Collected data:
★ ★ ★ ★ ★

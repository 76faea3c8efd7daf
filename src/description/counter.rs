//! Job Counter Placeholders
//!
//! JDL values refer to the per-job index with `#alien_counter#` or
//! `#alien_counter_FMT#` (e.g. `#alien_counter_03i#`). These markers are
//! rewritten into printf placeholders (`%i`, `%03i`) so that the worker
//! script can inject the job index at run time with `printf`.

use once_cell::sync::Lazy;
use regex::{Captures, Regex};

use super::model::Value;

const BARE_COUNTER: &str = "#alien_counter#";

static COUNTER_MARKER: Lazy<Regex> =
    Lazy::new(|| Regex::new(r"#alien_counter_([^#]+)#").expect("valid counter regex"));

static PRINTF_PLACEHOLDER: Lazy<Regex> = Lazy::new(|| {
    Regex::new(r"%(?:(%)|(?P<flags>[-0]*)(?P<width>\d*)(?P<conv>[diu]))")
        .expect("valid placeholder regex")
});

/// Rewrites counter markers into printf placeholders.
pub fn substitute_counter(text: &str) -> String {
    let text = text.replace(BARE_COUNTER, "#alien_counter_i#");
    COUNTER_MARKER.replace_all(&text, "%$1").into_owned()
}

/// Counter substitution on a value; lists are joined with commas first.
pub fn substitute_counter_value(value: &Value) -> Option<String> {
    value.to_text().map(|s| substitute_counter(&s))
}

/// Fills printf integer placeholders with `index`, the way
/// `printf "$FORMAT" "$JOBID"` does in the worker script: the first
/// placeholder takes the index, later ones take 0, `%%` is a literal.
pub fn fill_counter(format: &str, index: u32) -> String {
    let mut consumed = false;
    PRINTF_PLACEHOLDER
        .replace_all(format, |caps: &Captures| {
            if caps.get(1).is_some() {
                return "%".to_string();
            }
            let value = if consumed { 0 } else { index };
            consumed = true;

            let flags = caps.name("flags").map_or("", |m| m.as_str());
            let width: usize = caps
                .name("width")
                .and_then(|m| m.as_str().parse().ok())
                .unwrap_or(0);

            if flags.contains('-') {
                format!("{:<width$}", value, width = width)
            } else if flags.contains('0') {
                format!("{:0width$}", value, width = width)
            } else {
                format!("{:>width$}", value, width = width)
            }
        })
        .into_owned()
}
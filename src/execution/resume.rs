//! Resuming a Workflow
//!
//! Starting past `sim` is done by creating the completion markers of the
//! skipped nodes and letting the engine record them through a dry run,
//! before any real run.

use std::fs::File;
use std::path::Path;

use clap::ValueEnum;
use log::{info, warn};

use super::engine::Makeflow;
use crate::description::{Stage, StagePlan};
use crate::error::Result;

/// Stage the workflow starts at.
#[derive(Debug, Clone, Copy, PartialEq, Eq, Default, ValueEnum)]
pub enum StartStage {
    #[default]
    Sim,
    /// Skip the per-job stage.
    Merge,
    /// Skip the per-job stage and the merges.
    Qaplots,
}

/// Markers that stand in for the stages skipped by `start`.
pub fn resume_markers(plan: &StagePlan, start: StartStage) -> Vec<String> {
    let mut markers = Vec::new();
    if matches!(start, StartStage::Merge | StartStage::Qaplots) {
        markers.extend(plan.job_range().indices().map(|i| Stage::Sim.marker(i)));
    }
    if start == StartStage::Qaplots {
        markers.push(Stage::FinalQa.marker(0));
        markers.push(Stage::SpacePointCalibration.marker(0));
    }
    markers
}

/// Prepares `workdir` to start at `start`.
///
/// Touches the markers of the skipped stages, then runs the engine's dry
/// run so it records them as done. Nothing happens when starting at
/// `sim`. Returns the markers created.
pub fn prepare_resume(
    workdir: &Path,
    plan: &StagePlan,
    start: StartStage,
    engine: &Makeflow,
) -> Result<Vec<String>> {
    if start == StartStage::Sim {
        return Ok(Vec::new());
    }
    if start == StartStage::Qaplots && !plan.has(Stage::QaPlots) {
        warn!("Starting at qaplots, but the workflow has no QA stages");
    }

    let markers = resume_markers(plan, start);
    for marker in &markers {
        File::create(workdir.join(marker))?;
    }
    info!("Created {} completion markers", markers.len());

    engine.dry_run_check()?;
    info!("Workflow will start at {:?}", start);
    Ok(markers)
}
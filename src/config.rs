//! Run Configuration
//!
//! A single [`Config`] is built from the command line once and passed by
//! reference to every phase of the generator.

use std::env;
use std::path::PathBuf;

use log::debug;
use once_cell::sync::Lazy;

use crate::execution::StartStage;

/// Default Makeflow work directory.
pub const DEFAULT_WORKDIR: &str = "work";

/// Default execution engine binary.
pub const DEFAULT_MAKEFLOW: &str = "makeflow";

/// Directory holding this executable, searched for input files missing
/// from the invocation directory.
pub static INSTALL_DIR: Lazy<PathBuf> = Lazy::new(|| {
    let dir = env::current_exe()
        .ok()
        .and_then(|exe| exe.parent().map(PathBuf::from))
        .unwrap_or_else(|| PathBuf::from("."));
    debug!("Install directory: {}", dir.display());
    dir
});

#[derive(Debug, Clone)]
pub struct Config {
    /// Job description file.
    pub description: PathBuf,
    pub workdir: PathBuf,
    /// Generate scripts that skip the payload.
    pub dry_run: bool,
    /// Print the stage descriptions and stop.
    pub parse_only: bool,
    /// Print the configuration summary and stop.
    pub summary_only: bool,
    pub start_at: StartStage,
    /// Wipe an existing work directory.
    pub force: bool,
    /// Launch the engine once the work directory is ready.
    pub run: bool,
    pub verbose: bool,
    pub makeflow: String,
    /// Extra options forwarded to the engine.
    pub makeflow_opts: Vec<String>,
    pub install_dir: PathBuf,
}

impl Config {
    /// Configuration with defaults for everything but the description.
    pub fn new(description: impl Into<PathBuf>) -> Self {
        Self {
            description: description.into(),
            workdir: PathBuf::from(DEFAULT_WORKDIR),
            dry_run: false,
            parse_only: false,
            summary_only: false,
            start_at: StartStage::default(),
            force: false,
            run: false,
            verbose: false,
            makeflow: DEFAULT_MAKEFLOW.to_string(),
            makeflow_opts: Vec::new(),
            install_dir: INSTALL_DIR.clone(),
        }
    }

    /// Directories searched for input files: invocation directory first,
    /// then the install directory.
    pub fn input_search_path(&self) -> Vec<PathBuf> {
        let cwd = env::current_dir().unwrap_or_else(|_| PathBuf::from("."));
        vec![cwd, self.install_dir.clone()]
    }

    /// Command suggested to the user for running the workflow.
    pub fn makeflow_command(&self) -> String {
        let mut parts = vec![self.makeflow.as_str()];
        parts.extend(self.makeflow_opts.iter().map(String::as_str));
        parts.join(" ")
    }
}

#[cfg(test)]
mod tests {
    use super::*;

    #[test]
    fn test_defaults() {
        let config = Config::new("sim.jdl");
        assert_eq!(config.workdir, PathBuf::from("work"));
        assert_eq!(config.start_at, StartStage::Sim);
        assert_eq!(config.makeflow, "makeflow");
        assert!(!config.run && !config.force && !config.dry_run);
    }

    #[test]
    fn test_input_search_path_order() {
        let mut config = Config::new("sim.jdl");
        config.install_dir = PathBuf::from("/opt/jdl2makeflow");
        let path = config.input_search_path();
        assert_eq!(path.len(), 2);
        assert_eq!(path[1], PathBuf::from("/opt/jdl2makeflow"));
    }

    #[test]
    fn test_makeflow_command() {
        let mut config = Config::new("sim.jdl");
        assert_eq!(config.makeflow_command(), "makeflow");
        config.makeflow_opts = vec!["-T".to_string(), "condor".to_string()];
        assert_eq!(config.makeflow_command(), "makeflow -T condor");
    }

    #[test]
    fn test_install_dir_resolves() {
        assert!(!INSTALL_DIR.as_os_str().is_empty());
    }
}
//! Error Types
//!
//! Every fallible operation in the generator returns [`GeneratorError`].
//! Failures inside the generated worker scripts (empty archives, transfer
//! retries, payload exit codes) never surface here: they are handled by
//! the scripts themselves at run time.

use std::path::PathBuf;

use thiserror::Error;

/// Errors raised while turning a job description into a workflow.
#[derive(Debug, Error)]
pub enum GeneratorError {
    /// The job description text could not be parsed.
    #[error("cannot parse job description: {0}")]
    Parse(String),

    /// The job description is incomplete or has malformed fields.
    #[error("invalid job description: {0}")]
    Config(String),

    /// The work directory already exists and `--force` was not given.
    #[error("cannot create output directory \"{}\": remove existing one first", .0.display())]
    WorkDirExists(PathBuf),

    /// The work directory could not be created or wiped.
    #[error("cannot create output directory \"{}\": {source}", path.display())]
    WorkDir {
        path: PathBuf,
        #[source]
        source: std::io::Error,
    },

    /// An input file is missing from every searched location.
    #[error(
        "cannot copy input file \"{0}\", please make it available in the current directory \
         or remove it from the JDL"
    )]
    InputNotFound(String),

    /// The output destination uses a transfer protocol we cannot handle.
    #[error("output protocol \"{protocol}\" not supported (destination: {destination})")]
    UnsupportedProtocol {
        protocol: String,
        destination: String,
    },

    /// Rendering a script or graph template failed.
    #[error("template error: {0}")]
    Template(#[from] minijinja::Error),

    /// The consistency dry run of the execution engine failed.
    #[error("cannot resume workflow: {0}")]
    Resume(String),

    /// The execution engine could not be started.
    #[error("cannot launch {program}: {source}")]
    Engine {
        program: String,
        #[source]
        source: std::io::Error,
    },

    #[error(transparent)]
    Io(#[from] std::io::Error),
}

/// Result alias used across the crate.
pub type Result<T> = std::result::Result<T, GeneratorError>;
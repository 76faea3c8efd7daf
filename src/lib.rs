//! jdl2makeflow - Job Description to Makeflow Generator
//!
//! Turns a grid job description (JDL or YAML) for a Monte Carlo
//! production into a Makeflow work directory: one worker script per
//! stage, XML input catalogs for the merge stages and the dependency
//! graph run by the `makeflow` engine.
//!
//! # Architecture
//!
//! - [`description`]: Parsing, normalization and per-stage derivation
//! - [`generate`]: Worker scripts, catalogs, graph and work directory
//! - [`execution`]: Engine invocation and resuming past the first stage
//! - [`config`]: Run configuration
//! - [`summary`]: Human readable campaign overview
//!
//! # Example
//!
//! ```rust,no_run
//! use jdl2makeflow::config::Config;
//! use jdl2makeflow::execution::Makeflow;
//! use jdl2makeflow::{generate, load_plan};
//!
//! fn main() -> Result<(), Box<dyn std::error::Error>> {
//!     let config = Config::new("sim.jdl");
//!     let plan = load_plan(&config.description)?;
//!
//!     generate(&config, &plan)?;
//!
//!     let outcome = Makeflow::new("makeflow", &config.workdir).run(&[])?;
//!     println!("exit code {}", outcome.exit_code());
//!     Ok(())
//! }
//! ```

pub mod config;
pub mod description;
pub mod error;
pub mod execution;
pub mod generate;
pub mod summary;

use std::path::Path;

use log::info;

pub use config::Config;
pub use description::{JobDescription, Stage, StagePlan};
pub use error::{GeneratorError, Result};
pub use generate::generate;

/// Library version
pub const VERSION: &str = env!("CARGO_PKG_VERSION");

/// Application name
pub const APP_NAME: &str = "jdl2makeflow";

/// Loads a job description and derives every stage from it.
pub fn load_plan(path: impl AsRef<Path>) -> Result<StagePlan> {
    let path = path.as_ref();
    info!("Loading job description: {}", path.display());
    let raw = description::load_description(path)?;
    StagePlan::build(&raw)
}

#[cfg(test)]
mod tests {
    use super::*;
    use std::fs;
    use tempfile::tempdir;

    #[test]
    fn test_library_version() {
        assert!(!VERSION.is_empty());
        assert!(VERSION.contains('.'));
    }

    #[test]
    fn test_app_name() {
        assert_eq!(APP_NAME, "jdl2makeflow");
    }

    #[test]
    fn test_load_plan_from_jdl() {
        let temp_dir = tempdir().unwrap();
        let path = temp_dir.path().join("sim.jdl");
        fs::write(
            &path,
            r#"
Executable = "/alice/bin/aliroot_dpgsim.sh";
Split = "production:1-10";
SplitArguments = "--run 244918 --uid #alien_counter#";
Packages = { "VO_ALICE@AliDPG::v5", "VO_ALICE@jemalloc::v3" };
OutputDir = "/data/LHC18a1/#alien_counter_03i#";
NextStages = { "FinalQA" };
"#,
        )
        .unwrap();

        let plan = load_plan(&path).unwrap();
        assert_eq!(plan.job_range().len(), 10);
        assert!(plan.has(Stage::FinalQa));
        assert!(plan.has(Stage::QaPlots));
        assert!(!plan.has(Stage::SpacePointCalibration));
        assert_eq!(plan.base().packages().unwrap(), vec!["VO_ALICE@AliDPG::v5"]);
        assert_eq!(plan.base().output_dir().unwrap(), "/data/LHC18a1/%03i");
    }

    #[test]
    fn test_load_plan_missing_file() {
        assert!(load_plan("/nonexistent/sim.jdl").is_err());
    }
}
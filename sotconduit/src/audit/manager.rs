//! 監査トランザクション管理
//!
//! Builds the work-unit envelope for each access operation, opens it with
//! the broker before the operation runs and closes it afterwards. Broker
//! failures and timeouts are logged and counted but never reach the caller.

use std::future::Future;
use std::sync::atomic::{AtomicU64, Ordering};
use std::sync::Arc;
use std::time::Duration;
use tracing::{debug, error, warn};

use sotconduit_common::config::ConduitConfig;
use sotconduit_common::error::EncodingError;
use sotconduit_common::protocol::{
    ClassificationToken, Payload, ResultSet, WorkUnit, WorkUnitOutcome,
};
use sotconduit_common::types::{AccessAction, ComponentIdentity, Resource, SearchCriteria};

use super::broker::{AuditBroker, TransactionHandle, TransactionRef};
use super::classification::ClassificationTokenBuilder;
use super::summary::{
    begin_label, end_label, render_criteria, render_result_summary, ENCODING_ERROR_PREFIX,
};
use crate::encoding::Encoder;
use crate::error::BrokerError;

/// Default bound on a single broker call
pub const DEFAULT_BROKER_TIMEOUT: Duration = Duration::from_millis(5_000);

/// 監査トランザクションマネージャー
///
/// Shared behind an `Arc` by every gatekeeper; holds no per-call state.
pub struct AuditManager {
    broker: Arc<dyn AuditBroker>,
    encoder: Arc<dyn Encoder>,
    tokens: ClassificationTokenBuilder,
    broker_timeout: Duration,
    delivery_failures: AtomicU64,
}

impl AuditManager {
    /// Manager with the default classification definer and broker timeout
    pub fn new(broker: Arc<dyn AuditBroker>, encoder: Arc<dyn Encoder>) -> Self {
        Self {
            broker,
            encoder,
            tokens: ClassificationTokenBuilder::default(),
            broker_timeout: DEFAULT_BROKER_TIMEOUT,
            delivery_failures: AtomicU64::new(0),
        }
    }

    /// Manager configured from [`ConduitConfig`]
    pub fn from_config(
        broker: Arc<dyn AuditBroker>,
        encoder: Arc<dyn Encoder>,
        config: &ConduitConfig,
    ) -> Self {
        Self::new(broker, encoder)
            .with_token_builder(ClassificationTokenBuilder::new(
                config.classification_definer.as_str(),
            ))
            .with_broker_timeout(config.broker_timeout())
    }

    /// ブローカータイムアウトを設定
    pub fn with_broker_timeout(mut self, timeout: Duration) -> Self {
        self.broker_timeout = timeout;
        self
    }

    /// 分類トークンビルダーを設定
    pub fn with_token_builder(mut self, tokens: ClassificationTokenBuilder) -> Self {
        self.tokens = tokens;
        self
    }

    /// ブローカータイムアウト
    pub fn broker_timeout(&self) -> Duration {
        self.broker_timeout
    }

    /// Number of broker calls that failed or timed out
    pub fn delivery_failures(&self) -> u64 {
        self.delivery_failures.load(Ordering::Relaxed)
    }

    /// Open an audit transaction for an access operation
    ///
    /// `resource`, when present, is encoded into the ingress payload;
    /// otherwise `payload_summary` is used. Never fails.
    pub async fn begin_transaction(
        &self,
        payload_summary: &str,
        resource_type: &str,
        resource: Option<&Resource>,
        action: AccessAction,
        identity: &ComponentIdentity,
        version: &str,
    ) -> TransactionHandle {
        debug!(
            action = %action,
            resource_type,
            accessor = %identity,
            "begin_transaction(): Entry"
        );
        let label = begin_label(action);
        let work_unit = match resource {
            Some(resource) => match self.encoder.encode(resource) {
                Ok(encoded) => WorkUnit::new(Payload::new(
                    format!("{}{}", label, encoded),
                    self.tokens.build(resource_type, version),
                )),
                Err(err) => {
                    error!(
                        action = %action,
                        resource_type,
                        error = %err,
                        "Could not encode record for audit, opening a failed transaction"
                    );
                    WorkUnit::failed(encoding_error_payload(&err))
                }
            },
            None => WorkUnit::new(Payload::new(
                format!("{}{}", label, payload_summary),
                self.tokens.build(resource_type, version),
            )),
        };

        let reference = match self
            .deliver("open", self.broker.open(identity, action.as_str(), &work_unit))
            .await
        {
            Some(receipt) => TransactionRef::from_receipt(receipt, action),
            None => TransactionRef::local(action),
        };
        TransactionHandle::new(reference, work_unit)
    }

    /// Close an audit transaction
    ///
    /// Consumes `handle` and returns the final envelope as forwarded to the
    /// broker.
    #[allow(clippy::too_many_arguments)]
    pub async fn end_transaction(
        &self,
        result_summary: &str,
        resource_type: &str,
        resource: Option<&Resource>,
        action: AccessAction,
        success: bool,
        handle: TransactionHandle,
        identity: &ComponentIdentity,
        version: &str,
    ) -> WorkUnit {
        debug!(
            action = %action,
            success,
            transaction_id = %handle.transaction_id(),
            "end_transaction(): Entry"
        );
        let (reference, mut work_unit) = handle.into_parts();

        if success {
            let label = end_label(action);
            let mut encoding_failed = false;
            let payload = match resource {
                Some(resource) => match self.encoder.encode(resource) {
                    Ok(encoded) => Payload::new(
                        format!("{}{}", label, encoded),
                        self.tokens.build(resource_type, version),
                    ),
                    Err(err) => {
                        error!(
                            action = %action,
                            resource_type,
                            error = %err,
                            "Could not encode result record for audit"
                        );
                        encoding_failed = true;
                        encoding_error_payload(&err)
                    }
                },
                None => Payload::new(
                    format!("{}{}", label, result_summary),
                    self.tokens.build(resource_type, version),
                ),
            };
            work_unit.push_egress(payload);

            if work_unit.outcome() == WorkUnitOutcome::Failed {
                warn!(
                    transaction_id = %reference.transaction_id,
                    "Transaction was opened in a failed state, keeping FAILED outcome"
                );
            } else if encoding_failed {
                work_unit.set_outcome(WorkUnitOutcome::Failed);
            } else {
                work_unit.set_outcome(WorkUnitOutcome::Success);
            }
        } else {
            work_unit.set_outcome(WorkUnitOutcome::Failed);
        }

        self.deliver(
            "close",
            self.broker
                .close(identity, action.as_str(), &work_unit, &reference),
        )
        .await;
        work_unit
    }

    /// Open a search transaction; the ingress payload is the rendered criteria
    pub async fn begin_search_transaction(
        &self,
        criteria: &SearchCriteria,
        resource_type: &str,
        action: AccessAction,
        identity: &ComponentIdentity,
        version: &str,
    ) -> TransactionHandle {
        let summary = render_criteria(criteria);
        self.begin_transaction(&summary, resource_type, None, action, identity, version)
            .await
    }

    /// Close a search transaction with a summary of `result_set`
    #[allow(clippy::too_many_arguments)]
    pub async fn end_search_transaction(
        &self,
        result_set: Option<&ResultSet>,
        resource_type: &str,
        action: AccessAction,
        success: bool,
        handle: TransactionHandle,
        identity: &ComponentIdentity,
        version: &str,
    ) -> WorkUnit {
        let summary = render_result_summary(result_set);
        self.end_transaction(
            &summary,
            resource_type,
            None,
            action,
            success,
            handle,
            identity,
            version,
        )
        .await
    }

    async fn deliver<T, F>(&self, call: &'static str, fut: F) -> Option<T>
    where
        F: Future<Output = Result<T, BrokerError>>,
    {
        let err = match tokio::time::timeout(self.broker_timeout, fut).await {
            Ok(Ok(value)) => return Some(value),
            Ok(Err(err)) => err,
            Err(_) => BrokerError::Timeout(self.broker_timeout),
        };
        let failures = self.delivery_failures.fetch_add(1, Ordering::Relaxed) + 1;
        warn!(
            call,
            error = %err,
            failures,
            "Audit broker delivery failed, continuing without audit record"
        );
        None
    }
}

fn encoding_error_payload(err: &EncodingError) -> Payload {
    Payload::new(
        format!("{}{}", ENCODING_ERROR_PREFIX, err),
        ClassificationToken::encoding_error(),
    )
}
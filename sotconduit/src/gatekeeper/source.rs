//! Source-of-truth フック

use async_trait::async_trait;

use sotconduit_common::protocol::ResultSet;
use sotconduit_common::types::{Resource, ResourceKey, SearchCriteria};

use crate::error::SourceError;

/// Backing store of one resource type
///
/// Implemented by concrete accessors. The gatekeeper audits every call.
#[async_trait]
pub trait SourceOfTruth: Send + Sync {
    /// Create a record, returning it as stored
    async fn perform_create(&self, resource: Resource) -> Result<Resource, SourceError>;

    /// Read a record; `None` when it does not exist
    async fn perform_read(&self, key: &ResourceKey) -> Result<Option<Resource>, SourceError>;

    /// Replace a record, returning it as stored
    async fn perform_update(&self, resource: Resource) -> Result<Resource, SourceError>;

    /// Delete a record, returning the removed record if there was one
    async fn perform_delete(&self, key: &ResourceKey) -> Result<Option<Resource>, SourceError>;

    /// Search; `None` means the search could not produce a result set
    async fn perform_search(
        &self,
        criteria: &SearchCriteria,
    ) -> Result<Option<ResultSet>, SourceError>;
}
//! 監査トランザクション
//!
//! Every access operation is bracketed by an audit transaction: the
//! [`AuditManager`] opens a work-unit envelope with the [`AuditBroker`]
//! before the source of truth is called, and closes it with the outcome.

pub mod broker;
pub mod classification;
pub mod manager;
pub mod summary;
pub mod trail;
pub mod writer;

pub use broker::{
    AuditBroker, AuditReceipt, AuditTrailEntry, TransactionHandle, TransactionPhase,
    TransactionRef,
};
pub use classification::ClassificationTokenBuilder;
pub use manager::AuditManager;
pub use summary::{render_criteria, render_result_summary};
pub use trail::InMemoryAuditTrail;
pub use writer::{AuditTrailSink, AuditWriterConfig, QueuedAuditBroker};
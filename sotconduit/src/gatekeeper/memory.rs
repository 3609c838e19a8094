//! インメモリのSource-of-truth
//!
//! Records are keyed by logical id. Business identifiers are read from the
//! body's `identifier` array (`[{"system": .., "value": ..}]`).

use async_trait::async_trait;
use serde_json::Value;
use std::collections::HashMap;
use std::sync::Arc;
use tokio::sync::RwLock;
use uuid::Uuid;

use sotconduit_common::protocol::ResultSet;
use sotconduit_common::types::{Resource, ResourceKey, SearchCriteria};

use super::source::SourceOfTruth;
use crate::error::SourceError;

/// Reference source of truth for one resource type
#[derive(Clone)]
pub struct InMemorySourceOfTruth {
    resource_type: String,
    records: Arc<RwLock<HashMap<String, Resource>>>,
}

impl InMemorySourceOfTruth {
    /// 新しいストアを作成
    pub fn new(resource_type: impl Into<String>) -> Self {
        Self {
            resource_type: resource_type.into(),
            records: Arc::new(RwLock::new(HashMap::new())),
        }
    }

    /// 格納件数
    pub async fn len(&self) -> usize {
        self.records.read().await.len()
    }

    /// 空かどうか
    pub async fn is_empty(&self) -> bool {
        self.records.read().await.is_empty()
    }

    fn check_type(&self, resource: &Resource) -> Result<(), SourceError> {
        if resource.resource_type != self.resource_type {
            return Err(SourceError::Rejected(format!(
                "expected resourceType {}, got {}",
                self.resource_type, resource.resource_type
            )));
        }
        Ok(())
    }

    fn find_key<'a>(
        records: &'a HashMap<String, Resource>,
        key: &ResourceKey,
    ) -> Option<&'a str> {
        match key {
            ResourceKey::Id(id) => records.get_key_value(id).map(|(k, _)| k.as_str()),
            ResourceKey::Identifier { system, value } => records
                .iter()
                .find(|(_, r)| has_identifier(r, system.as_deref(), value))
                .map(|(k, _)| k.as_str()),
        }
    }
}

fn has_identifier(resource: &Resource, system: Option<&str>, value: &str) -> bool {
    let Some(Value::Array(identifiers)) = resource.body.get("identifier") else {
        return false;
    };
    identifiers.iter().any(|identifier| {
        let value_matches = identifier.get("value").and_then(Value::as_str) == Some(value);
        let system_matches = match system {
            Some(system) => identifier.get("system").and_then(Value::as_str) == Some(system),
            None => true,
        };
        value_matches && system_matches
    })
}

fn field_matches(resource: &Resource, property: &str, expected: &str) -> bool {
    if property == "_id" {
        return resource.id.as_deref() == Some(expected);
    }
    match resource.body.get(property) {
        Some(Value::String(s)) => s == expected,
        Some(other) => other.to_string() == expected,
        None => false,
    }
}

#[async_trait]
impl SourceOfTruth for InMemorySourceOfTruth {
    async fn perform_create(&self, mut resource: Resource) -> Result<Resource, SourceError> {
        self.check_type(&resource)?;
        let mut records = self.records.write().await;
        let id = match resource.non_empty_id() {
            Some(id) if records.contains_key(id) => {
                return Err(SourceError::Rejected(format!("{} already exists", id)));
            }
            Some(id) => id.to_string(),
            None => Uuid::new_v4().to_string(),
        };
        resource.id = Some(id.clone());
        records.insert(id, resource.clone());
        Ok(resource)
    }

    async fn perform_read(&self, key: &ResourceKey) -> Result<Option<Resource>, SourceError> {
        let records = self.records.read().await;
        Ok(Self::find_key(&records, key).and_then(|k| records.get(k).cloned()))
    }

    async fn perform_update(&self, resource: Resource) -> Result<Resource, SourceError> {
        self.check_type(&resource)?;
        let id = resource
            .non_empty_id()
            .map(str::to_string)
            .ok_or_else(|| SourceError::Rejected("update requires an id".to_string()))?;
        let mut records = self.records.write().await;
        match records.get_mut(&id) {
            Some(stored) => {
                *stored = resource.clone();
                Ok(resource)
            }
            None => Err(SourceError::NotFound(id)),
        }
    }

    async fn perform_delete(&self, key: &ResourceKey) -> Result<Option<Resource>, SourceError> {
        let mut records = self.records.write().await;
        let Some(id) = Self::find_key(&records, key).map(str::to_string) else {
            return Ok(None);
        };
        Ok(records.remove(&id))
    }

    async fn perform_search(
        &self,
        criteria: &SearchCriteria,
    ) -> Result<Option<ResultSet>, SourceError> {
        let records = self.records.read().await;
        let mut matches: Vec<Resource> = records
            .values()
            .filter(|r| {
                criteria
                    .iter()
                    .all(|(property, value)| field_matches(r, property, value))
            })
            .cloned()
            .collect();
        matches.sort_by(|a, b| a.id.cmp(&b.id));
        Ok(Some(ResultSet::search_set(matches)))
    }
}
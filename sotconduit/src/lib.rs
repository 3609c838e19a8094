//! SoT Conduit Gatekeeper
//!
//! Source-of-truth への全アクセスを監査トランザクションで囲むゲートキーパー

#![warn(missing_docs)]

/// 監査トランザクション（マネージャー、ブローカー、トレイル）
pub mod audit;

/// 設定管理（環境変数ヘルパー）
pub mod config;

/// ドメインレコードのエンコード
pub mod encoding;

/// エラー型
pub mod error;

/// Gatekeeper本体とSource-of-truthフック
pub mod gatekeeper;

/// ロギング初期化ユーティリティ
pub mod logging;

/// ランタイム構築
pub mod runtime;

/// トポロジー（アクセサーID）管理
pub mod topology;

pub use audit::AuditManager;
pub use gatekeeper::{Gatekeeper, SourceOfTruth};
pub use runtime::ConduitRuntime;
pub use topology::IdentityResolver;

★ ★ ★ ★ ★

Wherever a line holds the word "false", copy that line out of the entries above.

    let mut consumed = false;
            dry_run: false,
            parse_only: false,
            summary_only: false,
            force: false,
            run: false,
            verbose: false,
            let mut encoding_failed = false;
        return false;
        None => false,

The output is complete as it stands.